//! Addressing of tiles within a quadtree.

use std::fmt::{self, Display};

/// Number of children every interior tile has.
pub const QUADRANT_COUNT: u8 = 4;

/// The position of a tile within its quadtree, given as a sequence of quadrant digits.
///
/// Each digit selects one of the four children of the previous tile: `0` top-left, `1` top-right,
/// `2` bottom-left and `3` bottom-right. The root tile has an empty path; the length of the path
/// is the tile's depth.
#[derive(Clone, Debug, Default, PartialEq, Eq, Hash, PartialOrd, Ord)]
pub struct TilePath(Vec<u8>);

impl TilePath {
    /// The path of the root tile.
    pub const ROOT: Self = Self(Vec::new());

    /// Creates a tile path from a list of quadrant digits.
    /// Returns `None` if any of the digits is not a valid quadrant.
    #[must_use]
    pub fn new(digits: impl Into<Vec<u8>>) -> Option<Self> {
        let digits = digits.into();
        digits
            .iter()
            .all(|&digit| digit < QUADRANT_COUNT)
            .then_some(Self(digits))
    }

    /// Returns the quadrant digits making up this path.
    #[must_use]
    pub fn digits(&self) -> &[u8] {
        &self.0
    }

    /// Returns the depth of this tile. The root has depth 0.
    #[must_use]
    pub fn depth(&self) -> usize {
        self.0.len()
    }

    /// Check whether this is the path of the root tile.
    #[must_use]
    pub fn is_root(&self) -> bool {
        self.0.is_empty()
    }

    /// Returns the path of the given child of this tile.
    ///
    /// The quadrant is wrapped into the valid range.
    #[must_use]
    pub fn child(&self, quadrant: u8) -> Self {
        let mut digits = Vec::with_capacity(self.0.len() + 1);
        digits.extend_from_slice(&self.0);
        digits.push(quadrant % QUADRANT_COUNT);
        Self(digits)
    }

    /// Returns the paths of all four children in quadrant order.
    #[must_use]
    pub fn children(&self) -> [Self; QUADRANT_COUNT as usize] {
        [0, 1, 2, 3].map(|quadrant| self.child(quadrant))
    }

    /// Returns the path of the parent tile, or `None` for the root.
    #[must_use]
    pub fn parent(&self) -> Option<Self> {
        let (_, parent) = self.0.split_last()?;
        Some(Self(parent.to_vec()))
    }

    /// Returns all paths at the given depth in lexicographic order.
    ///
    /// The sequence is produced lazily; there are `4^depth` of them.
    #[must_use]
    pub fn level(depth: usize) -> LevelPaths {
        LevelPaths {
            next: Some(vec![0; depth]),
        }
    }
}

impl Display for TilePath {
    fn fmt(&self, formatter: &mut fmt::Formatter<'_>) -> fmt::Result {
        if self.is_root() {
            return formatter.write_str("base");
        }
        for (index, digit) in self.0.iter().enumerate() {
            if index > 0 {
                formatter.write_str("/")?;
            }
            write!(formatter, "{digit}")?;
        }
        Ok(())
    }
}

/// Iterator over all tile paths of a single level, see [`TilePath::level`].
#[derive(Clone, Debug)]
pub struct LevelPaths {
    next: Option<Vec<u8>>,
}

impl Iterator for LevelPaths {
    type Item = TilePath;

    fn next(&mut self) -> Option<Self::Item> {
        let current = self.next.take()?;

        // count up in base 4, starting at the last digit
        let mut successor = current.clone();
        let mut carry = true;
        for digit in successor.iter_mut().rev() {
            if *digit + 1 < QUADRANT_COUNT {
                *digit += 1;
                carry = false;
                break;
            }
            *digit = 0;
        }
        if !carry {
            self.next = Some(successor);
        }

        Some(TilePath(current))
    }
}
■ ■ ■ ■ ■ ■ ■
**WORK INSTRUCTION:** Every line containing the string "Returns" in the entries should be counted; give the resulting number and nothing else.

**OUTPUT BELOW:** 7